Nel secondo trimestre quello italiano
segna un +0,2% (+0,3 nell’area euro), nel periodo gennaio-marzo era al +0,3%. A
conferma della fragilità della ripresa c’è la debolezza dei consumi interni, complice
la pressione fiscale che non allenta la morsa sulle famiglie.
Positivo il leggero miglioramento
dell’indice Markit Flash Pmi (Purchasing managers index) della produzione nella
zona Euro salito ad agosto a 54,1 punti dai 53,9 di luglio. Sul fronte della
produzione è stato un agosto caldo, che ha visto anche delle aperture
ferragostane, come è accaduto alla Electrolux. Una situazione comune a
parecchie multinazionali tascabili rimaste ugualmente in attività. Per l’export
si vedono segnali di un possibile rallentamento. La crescita attesa da
Prometeia (società di consulenza) per il terzo e quarto trimestre fissano
rispettivamente al 2,1% e allo 0,6% la variazione sul periodo precedente. Nel
complesso l’anno dovrebbe vedere una crescita a prezzi costanti del 4%. Più o
meno in linea con il 3,5-3,7% atteso dall’Ice.
Secondo Fedele De
Novellis, economista di Ref Ricerche, dato il rallentamento delle economie
asiatiche e la perdita di competitività di quelle avanzate si va verso una
crescita moderata dell’export che resterà in linea con il trend (+1,3%) del
primo semestre. Sul fronte della produttività si esaurisce l’effetto Melfi che
negli ultimi mesi ha spinto la crescita dell’industria con il traino del
comparto auto motive. Per questo l’andamento atteso della produzione nella
seconda parte dell’anno è solo leggermente positivo (+0,3% per Ref), in linea
con quello di un Pil che non riesce ad accelerare: la variazione del secondo
semestre sarebbe analoga a quella della prima parte dell’anno (0,4%). Un risultato che non compromette la stima
di una crescita nell’intero 2015 pari allo 0,7%, ma allontana la speranza di
una accelerazione per il prossimo anno. Alla luce delle ultime evoluzioni
nel 2016 il Pil italiano dovrebbe mettere a segno un +0,9 meno di quanto
indicato nel Def.
Sarà
il mercato interno, alla luce dei flebili segnali di recupero degli ultimi
mesi, a poter fare la differenza. Qui, evidenzia un report di Prometeia-Intesa
Sanpaolo, c’è il recupero degli ordinativi trainati dai beni d’investimento.

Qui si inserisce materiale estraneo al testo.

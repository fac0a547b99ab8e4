//! LoRA (Low-Rank Adaptation) projection.
//!
//! The base weight `W [rf, nx, nf]` is frozen and a low-rank update is added:
//!   W_eff = W + (scale / rank) * Down @ Up
//! with `Down [rf, nx, rank]` and `Up [rf, rank, nf]`, one product per
//! receptive-field slice. `Down` starts at zero, so a fresh adapter reproduces
//! the plain projection exactly.

use std::fmt;

use tgpt_core::{Result, Shape, Tensor, TgptError};
use tracing::debug;

use crate::conv::{project, Conv1d, Padding, ProjectionShape};
use crate::module::Module;
use crate::parameter::{init_rng, Init, Parameter};

pub const DEFAULT_RANK: usize = 4;
pub const DEFAULT_SCALE: f32 = 32.0;

struct LoraState {
    shape: ProjectionShape,
    /// Frozen base weight.
    w: Parameter,
    b: Parameter,
    down: Parameter,
    up: Parameter,
}

/// Projection with a frozen base weight and a trainable low-rank adapter.
pub struct LoraConv1d {
    nf: usize,
    receptive_field: usize,
    rank: usize,
    scale: f32,
    padding: Padding,
    seed: Option<u64>,
    state: Option<LoraState>,
}

impl LoraConv1d {
    pub fn new(nf: usize, receptive_field: usize, rank: usize, scale: f32) -> Self {
        Self {
            nf,
            receptive_field: receptive_field.max(1),
            rank: rank.max(1),
            scale,
            padding: Padding::Valid,
            seed: None,
            state: None,
        }
    }

    pub fn with_padding(mut self, padding: Padding) -> Self {
        self.padding = padding;
        self
    }

    pub fn with_seed(mut self, seed: u64) -> Self {
        self.seed = Some(seed);
        self
    }

    pub fn rank(&self) -> usize {
        self.rank
    }

    pub fn scale(&self) -> f32 {
        self.scale
    }

    pub fn shape(&self) -> Option<ProjectionShape> {
        self.state.as_ref().map(|s| s.shape)
    }

    pub fn base_weight(&self) -> Option<&Parameter> {
        self.state.as_ref().map(|s| &s.w)
    }

    pub fn bias(&self) -> Option<&Parameter> {
        self.state.as_ref().map(|s| &s.b)
    }

    pub fn down(&self) -> Option<&Parameter> {
        self.state.as_ref().map(|s| &s.down)
    }

    pub fn up(&self) -> Option<&Parameter> {
        self.state.as_ref().map(|s| &s.up)
    }

    fn state(&self) -> Result<&LoraState> {
        self.state
            .as_ref()
            .ok_or_else(|| TgptError::NotConfigured("LoraConv1d".into()))
    }

    /// `W + (scale / rank) * Down @ Up`.
    pub fn effective_weight(&self) -> Result<Tensor> {
        let state = self.state()?;
        let delta = state
            .down
            .read()
            .matmul(&state.up.read())?
            .mul_scalar(self.scale / self.rank as f32)?;
        state.w.read().add(&delta)
    }

    /// Fold the adapter into a plain projection (for inference export).
    pub fn merge(&self) -> Result<Conv1d> {
        let state = self.state()?;
        let w = Parameter::new("w", self.effective_weight()?, false);
        let b = Parameter::new("b", state.b.value(), state.b.is_trainable());
        Conv1d::from_parameters(w, b, self.padding)
    }

    /// Number of trainable scalars (adapter and bias).
    pub fn trainable_params(&self) -> usize {
        self.state
            .as_ref()
            .map_or(0, |s| s.down.numel() + s.up.numel() + s.b.numel())
    }

    /// Base weight plus everything trainable.
    pub fn total_params(&self) -> usize {
        self.state.as_ref().map_or(0, |s| s.w.numel()) + self.trainable_params()
    }
}

impl Module for LoraConv1d {
    fn configure(&mut self, input_shape: &[usize]) -> Result<Shape> {
        let nx = input_shape
            .last()
            .copied()
            .ok_or_else(|| TgptError::InvalidAxis { axis: -1, ndim: 0 })?;
        let shape = ProjectionShape {
            receptive_field: self.receptive_field,
            nx,
            nf: self.nf,
        };

        if let Some(state) = &self.state {
            if state.shape.nx != nx {
                return Err(TgptError::ShapeMismatch {
                    expected: vec![state.shape.nx],
                    got: vec![nx],
                });
            }
            return state.shape.output_shape(input_shape, self.padding);
        }

        let out = shape.output_shape(input_shape, self.padding)?;
        debug!(
            rf = shape.receptive_field,
            nx,
            nf = shape.nf,
            rank = self.rank,
            scale = self.scale,
            "configuring LoraConv1d"
        );
        let rf = shape.receptive_field;
        let mut rng = init_rng(self.seed);
        self.state = Some(LoraState {
            shape,
            w: Parameter::init("w", &[rf, nx, self.nf], Init::WEIGHT, false, &mut rng),
            b: Parameter::init("b", &[self.nf], Init::Zeros, true, &mut rng),
            down: Parameter::init("down", &[rf, nx, self.rank], Init::Zeros, true, &mut rng),
            up: Parameter::init("up", &[rf, self.rank, self.nf], Init::WEIGHT, true, &mut rng),
        });
        Ok(out)
    }

    fn is_configured(&self) -> bool {
        self.state.is_some()
    }

    fn forward(&self, input: &Tensor) -> Result<Tensor> {
        let state = self.state()?;
        let weight = self.effective_weight()?;
        project(input, &weight, &state.b.read(), self.padding)
    }

    fn named_parameters(&self) -> Vec<(String, &Parameter)> {
        match &self.state {
            Some(s) => vec![
                ("w".into(), &s.w),
                ("b".into(), &s.b),
                ("down".into(), &s.down),
                ("up".into(), &s.up),
            ],
            None => vec![],
        }
    }
}

impl fmt::Display for LoraConv1d {
    fn fmt(&self, f: &mut fmt::Formatter<'_>) -> fmt::Result {
        write!(
            f,
            "LoraConv1d(nf={}, rf={}, rank={}, scale={}, trainable={}/{})",
            self.nf,
            self.receptive_field,
            self.rank,
            self.scale,
            self.trainable_params(),
            self.total_params(),
        )
    }
}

Altre indagini evidenziano un’accelerazione negli ordini attesi da parte dei
produttori di beni strumentali, oltre a condizioni meno stringenti per
l’accesso al credito e un miglior clima che agevola per gli investimenti. Un
buon segnale per i prossimi mesi che dovrebbe continuare, si legge in una nota
del Csc di Confindustria, con una spinta agli investimenti grazie alla maggiore
stabilità politica e allo stimolo di norme come la nuova Sabatini che
favoriscono i piani di rinnovamento dei beni strumentali nelle Pmi.
Gli ultimi mesi sono
anche stati all’insegna del calo nell’uso degli ammortizzatori sociali e della produzione
che riprende. Nel trimestre aprile-giugno, rileva l’Istat, è cresciuta dello
0,4% rispetto al quarto precedente ma a giugno il dato destagionalizzato è
calato dell’1,1% su maggio. La conferma al clima di incertezza arriva da un
rapporto di R&S di Mediobanca: per
le grandi imprese che producono in Italia nel 2014 le vendite sono calate del
2,2% e, sul solo mercato interno del 4,3% con un calo degli addetti dell’1,1% e
le stime per quest’anno non si discostano di molto da questo trend.